Diritto, procedura, esecuzione penale  -  Claudia Trani  -  03/01/2023

Violenza verbale e il fascino del carnefice

Recenti ricerche criminologiche hanno dato particolare attenzione agli ambienti sociali in cui più frequentemente si assiste ad un abuso di violenza sia psicologica che verbale e fisica.

I luoghi in cui si verificano tali fenomeni sono gli ambienti tradizionali della famiglia, della scuola e del lavoro.

Si tratta di realtà violente fatte di percosse fisiche, visibili, attestabili che possono sfociare  nella morte della vittima.

Più raramente ci si ferma a riflettere su tutte quelle forme di abusi e maltrattamenti invisibili che portano ad una forma subdola di crudeltà, fatta di parole violente e minacce che annientano la vittima interferendo nella vita, nel suo orgoglio di persona,  provocando penetranti ferite psicologiche dure a guarire.

Le parole sono uno strumento di potere e, con la costruzione delle frasi, si orienta l’interpretazione di chi le ascolta, decidendo di rappresentare la realtà come fa più comodo: “una parola, dopo una parola, dopo una parola è il potere”(Margaret Atwood).

Viene spontaneamente da chiedersi se di questa umanità violenta fanno parte solo i folli.  Ponti e Fornari nel libro “Il fascino del male”, dopo aver esaminato gli autori di tre delitti eclatanti (Luigi Chiatti – il mostro di Foligno, Marco Bergamo – il mostro di Bolzano, Giancarlo Giudice – il mostro di Torino) lo escludono, affermando che sono semplicemente uomini i quali liberamente e consapevolmente hanno scelto il male.

L’espressione crea l’interpellato e se il linguaggio usato è ingiurioso ed offensivo, si esercita un potere sulla vittima che è quello di sminuirla e svilirla e, nel momento dell’ascolto, si sentirà socialmente inadeguata. Tant’è che la filosofa Judith Butler, nella sua lotta da femminista e scrittrice attiva, ha affrontato spesso il problema del linguaggio sia verbale che corporeo e del vuoto che riesce a creare, affermando, con un’osservazione profonda, che “le parole ti fanno stare al proprio posto” ed è il mezzo più spesso usato in maniera malevola verso la donna (considerata estremamente fragile e condizionabile).
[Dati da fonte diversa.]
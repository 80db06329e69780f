//! Configuration for element normalization.
//!
//! [`NormalizeConfig`] decides which elements a matcher skips and how the
//! remaining ones are folded before they are compared against the trie. The
//! same config must be used when adding entries and when scanning, otherwise
//! entries and input are folded differently and never meet.
//!
//! # Versioning
//!
//! The `version` field tracks folding behavior. Any change to how characters
//! or tokens are folded must come with a version bump so tries built under
//! an older version can be told apart.
//!
//! # Examples
//!
//! ```rust
//! use normalize::NormalizeConfig;
//!
//! let config = NormalizeConfig::default();
//! assert_eq!(config.version, 1);
//! assert!(!config.lowercase);
//! assert!(!config.ignore_whitespace);
//!
//! let case_insensitive = NormalizeConfig::new().with_lowercase(true);
//! assert!(case_insensitive.lowercase);
//! ```

use serde::{Deserialize, Serialize};

use crate::error::NormalizeError;

/// Folding and ignore rules shared by entries and scanned input.
///
/// The default is the identity: nothing ignored, nothing folded. This keeps
/// a freshly built matcher exact unless a caller opts in.
///
/// ```json
/// {
///   "version": 1,
///   "lowercase": true,
///   "normalize_unicode": false,
///   "ignore_whitespace": false,
///   "ignore_punctuation": false
/// }
/// ```
#[derive(Debug, Clone, Serialize, Deserialize, PartialEq, Eq)]
#[serde(default)]
pub struct NormalizeConfig {
    /// Version of the folding rules. Must be >= 1.
    pub version: u32,

    /// Apply locale-free Unicode lowercasing.
    ///
    /// For characters only single-character mappings are applied; a
    /// character whose lowercase form expands (e.g. `İ`) is kept as is so
    /// character offsets stay aligned with the input.
    pub lowercase: bool,

    /// Apply NFKC to tokens before lowercasing. Characters are never
    /// decomposed.
    pub normalize_unicode: bool,

    /// Skip whitespace characters, and tokens made only of whitespace.
    pub ignore_whitespace: bool,

    /// Skip Unicode punctuation characters, and tokens made only of
    /// punctuation.
    pub ignore_punctuation: bool,
}

impl NormalizeConfig {
    pub fn new() -> Self {
        Self::default()
    }

    pub fn with_lowercase(mut self, lowercase: bool) -> Self {
        self.lowercase = lowercase;
        self
    }

    pub fn with_normalize_unicode(mut self, normalize_unicode: bool) -> Self {
        self.normalize_unicode = normalize_unicode;
        self
    }

    pub fn with_ignore_whitespace(mut self, ignore_whitespace: bool) -> Self {
        self.ignore_whitespace = ignore_whitespace;
        self
    }

    pub fn with_ignore_punctuation(mut self, ignore_punctuation: bool) -> Self {
        self.ignore_punctuation = ignore_punctuation;
        self
    }

    /// True when every element is kept and compared verbatim.
    pub fn is_identity(&self) -> bool {
        !(self.lowercase
            || self.normalize_unicode
            || self.ignore_whitespace
            || self.ignore_punctuation)
    }

    pub fn validate(&self) -> Result<(), NormalizeError> {
        if self.version == 0 {
            return Err(NormalizeError::InvalidConfig(
                "config version must be >= 1".into(),
            ));
        }
        Ok(())
    }
}

impl Default for NormalizeConfig {
    fn default() -> Self {
        Self {
            version: 1,
            lowercase: false,
            normalize_unicode: false,
            ignore_whitespace: false,
            ignore_punctuation: false,
        }
    }
}
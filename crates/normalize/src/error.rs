use thiserror::Error;

/// Errors that can occur while validating a normalization config.
#[derive(Debug, Error, Clone, PartialEq, Eq)]
pub enum NormalizeError {
    #[error("invalid configuration: {0}")]
    InvalidConfig(String),
}
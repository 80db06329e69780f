use std::ops::Range;

use crate::types::Span;

/// One step of a replacement: copy an unmatched input range, or substitute
/// a matched span.
#[derive(Debug, PartialEq, Eq)]
pub(crate) enum Piece<'m, T> {
    Keep(Range<usize>),
    Replace(Span<'m, T>),
}

/// Lay out the output of a replacement over `len` input elements.
///
/// `spans` must be in increasing start order. A span starting before the end
/// of the previously substituted one is dropped, so every input element is
/// either kept once or covered by exactly one substituted span.
pub(crate) fn plan<'m, T>(spans: &[Span<'m, T>], len: usize) -> Vec<Piece<'m, T>> {
    let mut pieces = Vec::with_capacity(spans.len() * 2 + 1);
    let mut last = 0;
    for span in spans {
        if span.start < last {
            continue;
        }
        if span.start > last {
            pieces.push(Piece::Keep(last..span.start));
        }
        pieces.push(Piece::Replace(*span));
        last = span.end;
    }
    if last < len {
        pieces.push(Piece::Keep(last..len));
    }
    pieces
}
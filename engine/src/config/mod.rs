mod config_format;
mod config_source;
mod config_store;
mod validate;

pub use config_format::{ConfigFormat, YamlConfigFormat};
pub use config_source::{ConfigSource, FileConfigSource};
pub use config_store::ConfigStore;
pub use validate::Validate;
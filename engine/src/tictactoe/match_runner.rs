use std::fmt;
use std::str::FromStr;

use serde::{Deserialize, Serialize};

use crate::debug_log;
use crate::session_rng::SessionRng;
use super::board::{Board, get_available_moves};
use super::bot_controller::{choose_move, choose_move_parallel};
use super::game_state::TicTacToeGameState;
use super::types::Player;
use super::win_detector::Line;

/// Who sits in the `Player::One` seat against the engine.
#[derive(Clone, Copy, Debug, PartialEq, Eq, Serialize, Deserialize)]
#[serde(rename_all = "snake_case")]
pub enum OpponentKind {
    /// The engine itself, playing the other colour.
    Perfect,
    Random,
}

impl FromStr for OpponentKind {
    type Err = String;

    fn from_str(s: &str) -> Result<Self, Self::Err> {
        match s.to_ascii_lowercase().as_str() {
            "perfect" => Ok(OpponentKind::Perfect),
            "random" => Ok(OpponentKind::Random),
            other => Err(format!("Unknown opponent '{}', expected perfect or random", other)),
        }
    }
}

impl fmt::Display for OpponentKind {
    fn fmt(&self, f: &mut fmt::Formatter<'_>) -> fmt::Result {
        match self {
            OpponentKind::Perfect => write!(f, "perfect"),
            OpponentKind::Random => write!(f, "random"),
        }
    }
}

pub fn calculate_opponent_move(
    opponent: OpponentKind,
    board: &Board,
    rng: &mut SessionRng,
) -> Option<usize> {
    match opponent {
        OpponentKind::Perfect => choose_move(&board.swapped()),
        OpponentKind::Random => rng.choose(&get_available_moves(board)),
    }
}

#[derive(Clone, Copy, Debug, PartialEq, Eq)]
pub enum MatchOutcome {
    AiWon,
    Draw,
    OpponentWon,
}

#[derive(Clone, Copy, Debug)]
pub struct MatchSettings {
    pub first_player: Player,
    pub opponent: OpponentKind,
    pub parallel: bool,
}

#[derive(Debug, Clone)]
pub struct MatchResult {
    pub outcome: MatchOutcome,
    pub board: Board,
    pub moves: Vec<usize>,
    pub winning_line: Option<Line>,
}

pub fn play_match(settings: &MatchSettings, rng: &mut SessionRng) -> Result<MatchResult, String> {
    let mut state = TicTacToeGameState::new(settings.first_player);
    let mut moves = Vec::new();

    while !state.status.is_over() {
        let player = state.current_player;
        let index = match player {
            Player::Two if settings.parallel => choose_move_parallel(&state.board),
            Player::Two => choose_move(&state.board),
            Player::One => calculate_opponent_move(settings.opponent, &state.board, rng),
        }
        .ok_or_else(|| format!("No move available on unfinished board {}", state.board))?;

        debug_log!("{:?} takes cell {}", player, index);
        state.place_mark(player, index)?;
        moves.push(index);
    }

    let outcome = match state.get_winner() {
        Some(Player::Two) => MatchOutcome::AiWon,
        Some(Player::One) => MatchOutcome::OpponentWon,
        None => MatchOutcome::Draw,
    };

    Ok(MatchResult {
        outcome,
        board: state.board,
        moves,
        winning_line: state.winning_line,
    })
}

#[derive(Debug, Default, Clone, Copy, PartialEq, Eq)]
pub struct MatchSummary {
    pub ai_wins: u32,
    pub draws: u32,
    pub opponent_wins: u32,
}

impl MatchSummary {
    pub fn record(&mut self, outcome: MatchOutcome) {
        match outcome {
            MatchOutcome::AiWon => self.ai_wins += 1,
            MatchOutcome::Draw => self.draws += 1,
            MatchOutcome::OpponentWon => self.opponent_wins += 1,
        }
    }

    pub fn games(&self) -> u32 {
        self.ai_wins + self.draws + self.opponent_wins
    }
}

impl fmt::Display for MatchSummary {
    fn fmt(&self, f: &mut fmt::Formatter<'_>) -> fmt::Result {
        write!(
            f,
            "{} games: {} won, {} drawn, {} lost",
            self.games(),
            self.ai_wins,
            self.draws,
            self.opponent_wins
        )
    }
}

#[cfg(test)]
mod tests {
    use super::*;
    use crate::tictactoe::types::Cell;
    use crate::tictactoe::win_detector::winner;

    fn settings(first_player: Player, opponent: OpponentKind) -> MatchSettings {
        MatchSettings {
            first_player,
            opponent,
            parallel: false,
        }
    }

    #[test]
    fn test_perfect_opponent_draws_either_order() {
        let mut rng = SessionRng::new(42);
        for first in [Player::One, Player::Two] {
            let result = play_match(&settings(first, OpponentKind::Perfect), &mut rng).unwrap();
            assert_eq!(result.outcome, MatchOutcome::Draw, "ended {}", result.board);
            assert_eq!(result.moves.len(), 9);
            assert!(result.board.is_full());
            assert_eq!(result.winning_line, None);
        }
    }

    #[test]
    fn test_random_opponent_never_wins() {
        let mut rng = SessionRng::new(42);
        let mut summary = MatchSummary::default();
        for game in 0..20 {
            let first = if game % 2 == 0 { Player::Two } else { Player::One };
            let result = play_match(&settings(first, OpponentKind::Random), &mut rng).unwrap();
            summary.record(result.outcome);
        }
        assert_eq!(summary.games(), 20);
        assert_eq!(summary.opponent_wins, 0);
        assert!(summary.ai_wins > 0);
    }

    #[test]
    fn test_same_seed_replays_same_game() {
        let s = settings(Player::One, OpponentKind::Random);
        let first = play_match(&s, &mut SessionRng::new(9)).unwrap();
        let second = play_match(&s, &mut SessionRng::new(9)).unwrap();
        assert_eq!(first.moves, second.moves);
        assert_eq!(first.outcome, second.outcome);
    }

    #[test]
    fn test_parallel_match_matches_sequential() {
        let mut parallel = settings(Player::Two, OpponentKind::Perfect);
        parallel.parallel = true;
        let a = play_match(&parallel, &mut SessionRng::new(1)).unwrap();
        let b = play_match(&settings(Player::Two, OpponentKind::Perfect), &mut SessionRng::new(1)).unwrap();
        assert_eq!(a.moves, b.moves);
    }

    #[test]
    fn test_perfect_opponent_blocks_for_player_one() {
        // Player two threatens 2; the opponent answers with the block.
        let board: Board = "OO.X.....".parse().unwrap();
        let mut rng = SessionRng::new(0);
        assert_eq!(calculate_opponent_move(OpponentKind::Perfect, &board, &mut rng), Some(2));
    }

    #[test]
    fn test_won_match_board_has_ai_line() {
        let mut rng = SessionRng::new(3);
        for _ in 0..6 {
            let result = play_match(&settings(Player::Two, OpponentKind::Random), &mut rng).unwrap();
            if result.outcome == MatchOutcome::AiWon {
                assert_eq!(winner(&result.board), Some(Player::Two));
            }
        }
    }

    #[test]
    fn test_winning_line_reported_for_won_match() {
        let mut rng = SessionRng::new(42);
        let mut seen_win = false;
        for _ in 0..20 {
            let result = play_match(&settings(Player::Two, OpponentKind::Random), &mut rng).unwrap();
            match result.outcome {
                MatchOutcome::AiWon => {
                    seen_win = true;
                    let line = result.winning_line.unwrap();
                    assert!(line.iter().all(|&index| result.board.get(index) == Some(Cell::PlayerTwo)));
                    assert!(line.contains(result.moves.last().unwrap()));
                }
                _ => assert_eq!(result.winning_line, None),
            }
        }
        assert!(seen_win);
    }

    #[test]
    fn test_opponent_kind_parsing() {
        assert_eq!("Perfect".parse::<OpponentKind>(), Ok(OpponentKind::Perfect));
        assert_eq!("random".parse::<OpponentKind>(), Ok(OpponentKind::Random));
        assert!("minimax".parse::<OpponentKind>().is_err());
        assert_eq!(OpponentKind::Random.to_string(), "random");
    }

    #[test]
    fn test_summary_display() {
        let mut summary = MatchSummary::default();
        summary.record(MatchOutcome::AiWon);
        summary.record(MatchOutcome::Draw);
        summary.record(MatchOutcome::Draw);
        assert_eq!(summary.to_string(), "3 games: 1 won, 2 drawn, 0 lost");
    }
}
use tictactoe_engine::tictactoe::{
    Board, MatchOutcome, MatchSettings, MatchSummary, MoveScore, choose_move,
    choose_move_parallel, play_match, score_moves, score_moves_parallel, validate_position,
};
use tictactoe_engine::{SessionRng, debug_log, log};

use crate::config::{CliConfig, CliConfigStore};

fn parse_position(board: &str) -> Result<Board, String> {
    let board: Board = board.parse()?;
    validate_position(&board)?;
    Ok(board)
}

pub fn best_move(board: &str, config: &CliConfig) -> Result<Option<usize>, String> {
    let board = parse_position(board)?;
    let choice = if config.parallel {
        choose_move_parallel(&board)
    } else {
        choose_move(&board)
    };
    match choice {
        Some(index) => debug_log!("Best move on {} is cell {}", board, index),
        None => debug_log!("Board {} is full, no move", board),
    }
    Ok(choice)
}

pub fn scores(board: &str, config: &CliConfig) -> Result<Vec<MoveScore>, String> {
    let board = parse_position(board)?;
    let scores = if config.parallel {
        score_moves_parallel(&board)
    } else {
        score_moves(&board)
    };
    debug_log!("Scored {} candidates on {}", scores.len(), board);
    Ok(scores)
}

pub fn save_config(store: &CliConfigStore, config: &CliConfig) -> Result<(), String> {
    store.save(config)?;
    log!("Config saved");
    Ok(())
}

pub fn play(config: &CliConfig) -> Result<MatchSummary, String> {
    let mut rng = match config.seed {
        Some(seed) => SessionRng::new(seed),
        None => SessionRng::from_random(),
    };
    log!(
        "Playing {} games against the {} opponent (seed {})",
        config.games,
        config.opponent,
        rng.seed()
    );

    let mut summary = MatchSummary::default();
    for game in 0..config.games {
        let settings = MatchSettings {
            first_player: config.first_player.first_player(game),
            opponent: config.opponent,
            parallel: config.parallel,
        };
        let result = play_match(&settings, &mut rng)?;
        match result.winning_line {
            Some(line) => log!(
                "Game {}: {:?} opened, {} on {} along {:?} after moves {:?}",
                game + 1,
                settings.first_player,
                outcome_label(result.outcome),
                result.board,
                line,
                result.moves
            ),
            None => log!(
                "Game {}: {:?} opened, {} on {} after moves {:?}",
                game + 1,
                settings.first_player,
                outcome_label(result.outcome),
                result.board,
                result.moves
            ),
        }
        summary.record(result.outcome);
    }

    log!("{}", summary);
    if summary.opponent_wins > 0 {
        return Err(format!("Engine lost {} games", summary.opponent_wins));
    }
    Ok(summary)
}

pub fn outcome_label(outcome: MatchOutcome) -> &'static str {
    match outcome {
        MatchOutcome::AiWon => "win",
        MatchOutcome::Draw => "draw",
        MatchOutcome::OpponentWon => "loss",
    }
}
use super::board::Board;
use super::types::Player;

pub type Line = [usize; 3];

pub const LINES: [Line; 8] = [
    [0, 1, 2],
    [3, 4, 5],
    [6, 7, 8],
    [0, 3, 6],
    [1, 4, 7],
    [2, 5, 8],
    [0, 4, 8],
    [2, 4, 6],
];

fn owns_line(board: &Board, player: Player, line: &Line) -> bool {
    let mark = player.cell();
    line.iter().all(|&index| board.get(index) == Some(mark))
}

pub fn is_winning_for(board: &Board, player: Player) -> bool {
    LINES.iter().any(|line| owns_line(board, player, line))
}

pub fn is_full_with_no_winner(board: &Board) -> bool {
    board.is_full() && !is_winning_for(board, Player::One) && !is_winning_for(board, Player::Two)
}

/// First completed line in `LINES` order. On a legal board at most one side
/// can own a line.
pub fn check_win_with_line(board: &Board) -> Option<(Player, Line)> {
    for line in &LINES {
        for player in [Player::One, Player::Two] {
            if owns_line(board, player, line) {
                return Some((player, *line));
            }
        }
    }
    None
}

pub fn winner(board: &Board) -> Option<Player> {
    check_win_with_line(board).map(|(player, _)| player)
}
La stessa studiosa ha anche aggiunto che il linguaggio può ugualmente funzionare in positivo e “mettere al proprio posto” la persona.

La società attuale si identifica proprio per la quantità di bravi parlatori che facilmente seducono e sono grandi affabulatori di parole vuote e ingannatrici.

Ci si domanda il perché di questo “vuoto espressivo” e forse la risposta la si può trovare nell’opera Parole e Amore di F. Ebner e nel suo convincimento che la “parola umana, vera e solidale, che sa farsi dono, è capace di dire e di essere amore” in qualunque situazione: nel fallimento come nel semplice insuccesso, ma il parlatore dovrà dapprima accantonare ogni forma di emozione e sentimento, di egoismo ed egocentrismo, lasciando spazio a quella che Baron-Cohen (in la Scienza del male) chiama double-minded, ovvero il potere di concentrarsi con attenzione doppia che permette di entrare in empatia con l’altro, ascoltare, valorizzare e rispettare i pensieri e i sentimenti dell’altro. Se invece ci si trova di fronte ad una persona “single-minded” la sua attenzione sarà concentrata solo su sé stesso e l’empatia “si spegnerà” facendo perdere la consapevolezza del SE’ e del mezzo che gli permette di vedersi dentro. Preverrà l’egoismo e l’egocentrismo favorendo la supremazia della violenza.

L’intento del manipolatore malvagio è di “trasformare le persone in oggetti” di sua proprietà da usare come e quando desidera, senza nutrire alcun sentimento compassionevole verso la vittima ma solo consapevole di esercitare un fascino malevolo.

Tuttavia, può accadere (più raramente) che il carnefice sia mosso da un desiderio di proteggere la fragilità della controparte, da lui deumanizzata proprio per soddisfare il desiderio di protezione della persona forte.

Nonostante tutte le diverse e numerose considerazioni, il male affascina perché il male è presente in tutti noi in maniera similare, con la differenza che lo psicopatico-criminale si attiva per compierlo, la persona comune invece lo reprime e, se perseguitato, lo subisce.

Il perverso-violento dimostra di sapere tanto più della sua vittima e glielo fa capire con fiumi di parole seducenti e ingannatrici, usa la strategia del gaslighting fino a farla dubitare della realtà dei fatti e dei suoi pensieri, a disgregarla dalla famiglia e dalle amicizie in modo da controllare totalmente la sua vita.

Tutto ciò porta a considerare che il fascino esercitato dal male sia assimilabile al rapporto esistente tra il potere e la morale, dove il potere ha il sopravvento mentre il timore del fragile di perdere il sostegno esterno o di essere abbandonato lo motiva ad arrendersi all’altro e ad esserne dipendente, quasi a sfidare sé stesso.

E’ stato riscontrato che in certe situazioni il “male”, inteso come comportamento violento, può essere originato da un’attrazione al crimine per soddisfare le proprie pulsioni, frustrazioni ambientali e familiari ed in particolare per colmare l’assenza di prospettive positive (sensazioni comuni ad entrambe le parti) che rappresentano l’immaturità nel sopportare la propria delusione.

Si tratta dell’incapacità di convogliare i nostri impulsi psicologici e psichici verso ideali socialmente accettati anziché verso i primordiali istintivi violenti, motore dell’azione malevola.